Mit dem Hören, einer fruchtbaren Zeit für das Hören, ist das so eine Sache. Viele Missverständnisse gründen darin, dass wir uns gern taub stellen, nicht zuhören wollen. Worte, die nicht auf einen guten Boden fallen, kein Verständnis finden oder sogar missverstanden werden. Die Wirkung einer Rückweisung ist dornig, oft verletzend. «Ich kann es nicht mehr hören!» Wir sind überfordert, verärgert, dass wir unsere «comfort zone» verlassen sollen. Lieber also den Kopf in den Sand stecken (Übrigens: auch unfruchtbarer Boden?)

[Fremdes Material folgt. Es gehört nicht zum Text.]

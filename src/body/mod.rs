//! Request and response body types.

mod incoming;

pub use self::incoming::Incoming;
pub(crate) use self::incoming::DrainResult;

use std::error::Error as StdError;
use std::pin::Pin;
use std::task::{Context, Poll};

use bytes::{Bytes, BytesMut};
use futures_core::Stream;
use futures_util::StreamExt;
use http::header::HeaderMap;
use http_body::{Body as HttpBody, Frame, SizeHint};
use tokio::io::{AsyncRead, ReadBuf};

use crate::error::User;
use crate::{Error, Result};

type BoxError = Box<dyn StdError + Send + Sync>;
type BoxStream = Pin<Box<dyn Stream<Item = std::result::Result<Bytes, BoxError>> + Send>>;

const FILE_CHUNK: usize = 8192;

/// An outgoing response body.
///
/// A body is a byte buffer (known length), a file region (known length,
/// streamed), or an arbitrary stream (unknown length, chunk-encoded on the
/// wire). Optional trailers ride after the data when the response declares
/// them in a `Trailer` header.
pub struct Body {
    kind: Kind,
    trailers: Option<HeaderMap>,
}

enum Kind {
    Empty,
    Full(Bytes),
    File(FileBody),
    Stream(BoxStream),
}

struct FileBody {
    file: tokio::fs::File,
    remaining: u64,
    scratch: BytesMut,
}

impl Body {
    /// An empty body, `Content-Length: 0` on the wire.
    pub fn empty() -> Body {
        Body {
            kind: Kind::Empty,
            trailers: None,
        }
    }

    /// A body streamed out of an open file; `len` bytes are promised.
    pub fn file(file: tokio::fs::File, len: u64) -> Body {
        Body {
            kind: Kind::File(FileBody {
                file,
                remaining: len,
                scratch: BytesMut::new(),
            }),
            trailers: None,
        }
    }

    /// An unknown-length body; it is chunk-encoded on the wire.
    pub fn stream<S, D, E>(stream: S) -> Body
    where
        S: Stream<Item = std::result::Result<D, E>> + Send + 'static,
        D: Into<Bytes>,
        E: Into<BoxError>,
    {
        Body {
            kind: Kind::Stream(Box::pin(
                stream.map(|item| item.map(Into::into).map_err(Into::into)),
            )),
            trailers: None,
        }
    }

    /// Attaches trailers, sent after the data when the response declares
    /// their names in a `Trailer` header.
    pub fn with_trailers(mut self, trailers: HeaderMap) -> Body {
        self.trailers = Some(trailers);
        self
    }

    /// The exact body length, when the framing can know it upfront.
    pub(crate) fn exact_len(&self) -> Option<u64> {
        match self.kind {
            Kind::Empty => Some(0),
            Kind::Full(ref bytes) => Some(bytes.len() as u64),
            Kind::File(ref f) => Some(f.remaining),
            Kind::Stream(_) => None,
        }
    }
}

impl http_body::Body for Body {
    type Data = Bytes;
    type Error = Error;

    fn poll_frame(
        self: Pin<&mut Self>,
        cx: &mut Context<'_>,
    ) -> Poll<Option<std::result::Result<Frame<Bytes>, Error>>> {
        let this = self.get_mut();
        loop {
            match this.kind {
                Kind::Empty => {
                    return Poll::Ready(match this.trailers.take() {
                        Some(map) => Some(Ok(Frame::trailers(map))),
                        None => None,
                    });
                }
                Kind::Full(ref mut bytes) => {
                    let data = std::mem::take(bytes);
                    this.kind = Kind::Empty;
                    if data.is_empty() {
                        continue;
                    }
                    return Poll::Ready(Some(Ok(Frame::data(data))));
                }
                Kind::File(ref mut f) => {
                    if f.remaining == 0 {
                        this.kind = Kind::Empty;
                        continue;
                    }
                    let want = std::cmp::min(f.remaining, FILE_CHUNK as u64) as usize;
                    f.scratch.clear();
                    f.scratch.resize(want, 0);
                    let mut read_buf = ReadBuf::new(&mut f.scratch[..]);
                    match Pin::new(&mut f.file).poll_read(cx, &mut read_buf) {
                        Poll::Pending => return Poll::Pending,
                        Poll::Ready(Err(e)) => {
                            return Poll::Ready(Some(Err(Error::new_io(e))));
                        }
                        Poll::Ready(Ok(())) => {}
                    }
                    let n = read_buf.filled().len();
                    if n == 0 {
                        return Poll::Ready(Some(Err(Error::new_user(User::BodyWrite).with(
                            std::io::Error::new(
                                std::io::ErrorKind::UnexpectedEof,
                                "file ended before the promised length",
                            ),
                        ))));
                    }
                    f.remaining -= n as u64;
                    let data = Bytes::copy_from_slice(&f.scratch[..n]);
                    return Poll::Ready(Some(Ok(Frame::data(data))));
                }
                Kind::Stream(ref mut stream) => {
                    return match stream.as_mut().poll_next(cx) {
                        Poll::Pending => Poll::Pending,
                        Poll::Ready(Some(Ok(data))) => {
                            if data.is_empty() {
                                continue;
                            }
                            Poll::Ready(Some(Ok(Frame::data(data))))
                        }
                        Poll::Ready(Some(Err(e))) => {
                            Poll::Ready(Some(Err(Error::new_user(User::BodyWrite).with(e))))
                        }
                        Poll::Ready(None) => {
                            this.kind = Kind::Empty;
                            continue;
                        }
                    };
                }
            }
        }
    }

    fn is_end_stream(&self) -> bool {
        matches!(self.kind, Kind::Empty) && self.trailers.is_none()
    }

    fn size_hint(&self) -> SizeHint {
        match self.exact_len() {
            Some(len) => SizeHint::with_exact(len),
            None => SizeHint::default(),
        }
    }
}

/// Pulls the next frame out of an outgoing body.
pub(crate) async fn next_frame(body: &mut Body) -> Option<Result<Frame<Bytes>>> {
    futures_util::future::poll_fn(|cx| Pin::new(&mut *body).poll_frame(cx)).await
}

impl Default for Body {
    fn default() -> Body {
        Body::empty()
    }
}

impl std::fmt::Debug for Body {
    fn fmt(&self, f: &mut std::fmt::Formatter<'_>) -> std::fmt::Result {
        let kind = match self.kind {
            Kind::Empty => "Empty",
            Kind::Full(_) => "Full",
            Kind::File(_) => "File",
            Kind::Stream(_) => "Stream",
        };
        f.debug_struct("Body").field("kind", &kind).finish()
    }
}

impl From<Bytes> for Body {
    fn from(bytes: Bytes) -> Body {
        Body {
            kind: Kind::Full(bytes),
            trailers: None,
        }
    }
}

impl From<Vec<u8>> for Body {
    fn from(vec: Vec<u8>) -> Body {
        Bytes::from(vec).into()
    }
}

impl From<&'static [u8]> for Body {
    fn from(slice: &'static [u8]) -> Body {
        Bytes::from_static(slice).into()
    }
}

impl From<String> for Body {
    fn from(s: String) -> Body {
        Bytes::from(s.into_bytes()).into()
    }
}

impl From<&'static str> for Body {
    fn from(s: &'static str) -> Body {
        Bytes::from_static(s.as_bytes()).into()
    }
}

#[cfg(test)]
mod tests {
    use super::*;

    async fn collect(body: &mut Body) -> Vec<u8> {
        let mut out = Vec::new();
        while let Some(frame) = next_frame(body).await {
            if let Ok(data) = frame.unwrap().into_data() {
                out.extend_from_slice(&data);
            }
        }
        out
    }

    #[tokio::test]
    async fn full_yields_once() {
        let mut body = Body::from("hello");
        assert_eq!(body.exact_len(), Some(5));
        assert_eq!(collect(&mut body).await, b"hello");
        assert!(http_body::Body::is_end_stream(&body));
    }

    #[tokio::test]
    async fn empty_is_end_immediately() {
        let mut body = Body::empty();
        assert_eq!(body.exact_len(), Some(0));
        assert!(next_frame(&mut body).await.is_none());
    }

    #[tokio::test]
    async fn stream_is_unknown_length() {
        let chunks: Vec<std::result::Result<&'static str, std::convert::Infallible>> =
            vec![Ok("foo"), Ok("bar")];
        let mut body = Body::stream(futures_util::stream::iter(chunks));
        assert_eq!(body.exact_len(), None);
        assert_eq!(collect(&mut body).await, b"foobar");
    }

    #[tokio::test]
    async fn works_with_body_combinators() {
        use http_body_util::BodyExt;

        let body = Body::from("combine");
        let collected = body.collect().await.unwrap();
        assert_eq!(&collected.to_bytes()[..], b"combine");
    }

    #[tokio::test]
    async fn trailers_come_after_data() {
        let mut trailers = HeaderMap::new();
        trailers.insert("x-checksum", http::HeaderValue::from_static("abc"));
        let mut body = Body::from("data").with_trailers(trailers);

        let first = next_frame(&mut body).await.unwrap().unwrap();
        assert!(first.is_data());
        let second = next_frame(&mut body).await.unwrap().unwrap();
        assert!(second.is_trailers());
        assert!(next_frame(&mut body).await.is_none());
    }
}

Aber nur weil wir es nicht hören wollen, lösen sich Fragen oder Konflikte nicht von allein. «Unerhört» führen sie ihr Eigenleben weiter, verdichten sich zu dornigem Gestrüpp. Dann wird es mühsam, Worte und Hören wieder zu entwirren, fruchtbaren Boden wieder gemeinsam zu bewirtschaften. Hören braucht Zeit und persönliche Reife: Hören hat seine Zeit. Wir hören und wir ignorieren Worte. Wir hören unter anderen Umständen dieselben Worte erneut und finden Resonanz und – wir wissen nicht warum und wann - dringt das Gehörte zu uns vor: Reif, gehört zu werden. Die Zeit ist reif, wir sind reif, zu verstehen, zu hören. Wir nehmen das Wort, die Empfehlung, den Hinweis in und mit unserem Herzen auf.

Zuhören, aktives Zuhören zu erlernen ist schwer. Haben Sie also Geduld. Bleiben Sie Ihrem Entwurf treu, säen Sie fokussiert weiter aus, was Sie zu Gehör bringen wollen. Lassen Sie sich nicht irritieren, nicht ablenken von allerlei Hintergrundgeräuschen, Stimmen und Gerede. Und denken Sie an den Landmann: Es gibt keine Garantie. Der Erfolg ist ein schutzbedürftiges, anfälliges Pflänzchen und lässt möglicherweise auf sich warten. Ob die Saat aufgeht, liegt nicht allein in der Hand des Landmanns. Das können wir uns getrost hinter die Ohren schreiben. Das haben die Jünger an sich selbst erfahren und wohl auch beherzigt, sie haben die Botschaft Jesu immer und immer wieder erzählt. Sie stossen auf taube und auf offene Ohren, bei den einen geht’s rechts rein und links raus, «Wassen – Göschenen», heisst es hierzulande. Bei anderen pflanzt sich die gute Botschaft vom Vater im Himmel in Kopf und Herz ein. Und diese Pflanze wächst und will und wird sich weiter ausbreiten. Und so erzählen bis heute Menschen das Evangelium weiter.